Today’s New York Times has a front-page story about scholars challenging the old-school system of peer review (“Scholars Test Web Alterntive to Peer Review”). The story focuses on an experiment at Shakespeare Quarterly, the leading journal of Shakespeare studies. The journal put some submitted articles online and opened them up for public comment before deciding whether to publish them.
I’m happy to see this subject getting front-page treatment in the NYT. I’m even happier to say that I wrote a story about SQ and open peer review for the Chronicle a month ago (“Leading Humanities Journal Debuts ‘Open’ Peer Review and Likes It”). I’m biased, of course, but let me suggest that you’ll get a more nuanced picture from my story. Which ran first. A month ago.

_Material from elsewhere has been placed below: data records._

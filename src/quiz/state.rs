//! Session state and the types the presentation layer reads
//!
//! `Session` is owned by the state machine; everything outside it gets a
//! shared reference or a `Snapshot`.

use serde::{Deserialize, Serialize};

use super::question::Question;
use crate::consts::*;

/// Which screen the game is on
#[derive(Debug, Clone, Copy, PartialEq, Eq, Default, Serialize, Deserialize)]
pub enum GamePhase {
    /// Title screen, waiting for the first start
    #[default]
    Menu,
    /// Answering questions
    Playing,
    /// Level cleared with hearts left
    LevelComplete,
    /// Out of hearts
    GameOver,
    /// Final level cleared
    Victory,
}

/// Transient answer feedback
#[derive(Debug, Clone, Copy, PartialEq, Eq, Default, Serialize, Deserialize)]
pub enum Feedback {
    #[default]
    None,
    Correct,
    Wrong,
}

/// End-of-level numbers for the level-complete screen
#[derive(Debug, Clone, Copy, PartialEq, Eq, Serialize, Deserialize)]
pub struct LevelReport {
    pub level: u32,
    pub correct: u32,
    pub wrong: u32,
    pub seconds: u32,
    pub hearts: u8,
}

impl LevelReport {
    /// Share of answers that were right, rounded to the nearest percent
    pub fn accuracy_percent(&self) -> u32 {
        let total = self.correct + self.wrong;
        if total == 0 {
            return 0;
        }
        (self.correct * 100 + total / 2) / total
    }
}

/// Notifications for the presentation layer, drained once per frame
#[derive(Debug, Clone, Copy, PartialEq, Eq, Serialize, Deserialize)]
pub enum GameEvent {
    /// Move keyboard focus to the answer field
    FocusInput,
    LevelStarted { level: u32 },
    AnswerResolved { correct: bool },
    LevelComplete { report: LevelReport },
    GameOver,
    Victory,
    /// The victory screen may now offer "play again"
    PlayAgainRevealed,
}

/// The mutable game aggregate
#[derive(Debug, Clone, Serialize, Deserialize)]
pub struct Session {
    pub phase: GamePhase,
    /// 1-based level
    pub level: u32,
    pub hearts: u8,
    /// Fixed once the level starts
    pub questions: Vec<Question>,
    pub current_index: usize,
    /// Digits typed so far (at most `MAX_ANSWER_DIGITS`)
    pub user_answer: String,
    pub correct_count: u32,
    pub wrong_count: u32,
    pub feedback: Feedback,
    /// Seconds since the level started
    pub timer: u32,
    /// Set while an answer's feedback window is open
    pub is_processing: bool,
    pub play_again_visible: bool,
}

impl Default for Session {
    fn default() -> Self {
        Self::new()
    }
}

impl Session {
    /// A fresh session sitting on the menu
    pub fn new() -> Self {
        Self {
            phase: GamePhase::Menu,
            level: 1,
            hearts: MAX_HEARTS,
            questions: Vec::new(),
            current_index: 0,
            user_answer: String::new(),
            correct_count: 0,
            wrong_count: 0,
            feedback: Feedback::None,
            timer: 0,
            is_processing: false,
            play_again_visible: false,
        }
    }

    /// Reset per-level bookkeeping and install a new question list
    pub(crate) fn begin_level(&mut self, level: u32, hearts: u8, questions: Vec<Question>) {
        self.phase = GamePhase::Playing;
        self.level = level;
        self.hearts = hearts.min(MAX_HEARTS);
        self.questions = questions;
        self.current_index = 0;
        self.user_answer.clear();
        self.correct_count = 0;
        self.wrong_count = 0;
        self.feedback = Feedback::None;
        self.timer = 0;
        self.is_processing = false;
        self.play_again_visible = false;
    }

    pub fn current_question(&self) -> Option<&Question> {
        self.questions.get(self.current_index)
    }

    /// `(1-based question number, total)`
    pub fn progress(&self) -> (usize, usize) {
        (self.current_index + 1, self.questions.len())
    }

    pub fn is_last_question(&self) -> bool {
        self.current_index + 1 >= self.questions.len()
    }

    /// Keypad edits are accepted only while playing and not mid-feedback
    pub fn can_edit(&self) -> bool {
        self.phase == GamePhase::Playing && !self.is_processing
    }

    pub fn report(&self) -> LevelReport {
        LevelReport {
            level: self.level,
            correct: self.correct_count,
            wrong: self.wrong_count,
            seconds: self.timer,
            hearts: self.hearts,
        }
    }
}

/// Owned, read-only view of everything the HUD renders
#[derive(Debug, Clone, Serialize)]
pub struct Snapshot {
    pub phase: GamePhase,
    pub level: u32,
    pub hearts: u8,
    pub max_hearts: u8,
    pub question: Option<Question>,
    pub question_number: usize,
    pub question_total: usize,
    pub user_answer: String,
    pub correct_count: u32,
    pub wrong_count: u32,
    pub feedback: Feedback,
    pub timer: u32,
    pub is_processing: bool,
    pub play_again_visible: bool,
    pub muted: bool,
}

impl Snapshot {
    pub fn capture(session: &Session, muted: bool) -> Self {
        let (question_number, question_total) = session.progress();
        Self {
            phase: session.phase,
            level: session.level,
            hearts: session.hearts,
            max_hearts: MAX_HEARTS,
            question: session.current_question().copied(),
            question_number,
            question_total,
            user_answer: session.user_answer.clone(),
            correct_count: session.correct_count,
            wrong_count: session.wrong_count,
            feedback: session.feedback,
            timer: session.timer,
            is_processing: session.is_processing,
            play_again_visible: session.play_again_visible,
            muted,
        }
    }
}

Did I mention that?
Two of the scholars mentioned in the NYT story, Dan Cohen (@dancohen) of George Mason University’s Center for History and New Media and Kathleen Fitzpatrick (@kfitz) of Pomona College, are worth following on Twitter for their thoughts on transforming how scholarship is published and shared. You’ll find more on open peer review at the MediaCommons site; MediaCommons hosted and advised the SQ experiment. Claire Potter, a k a Tenured Radical, has a post on her blog about the SQ venture and what it would take to reform scholarly publishing.
If you have thoughts on open peer review–or come across other experiments with it–please share them in the comments section. I expect this is a subject I will be writing about again soon.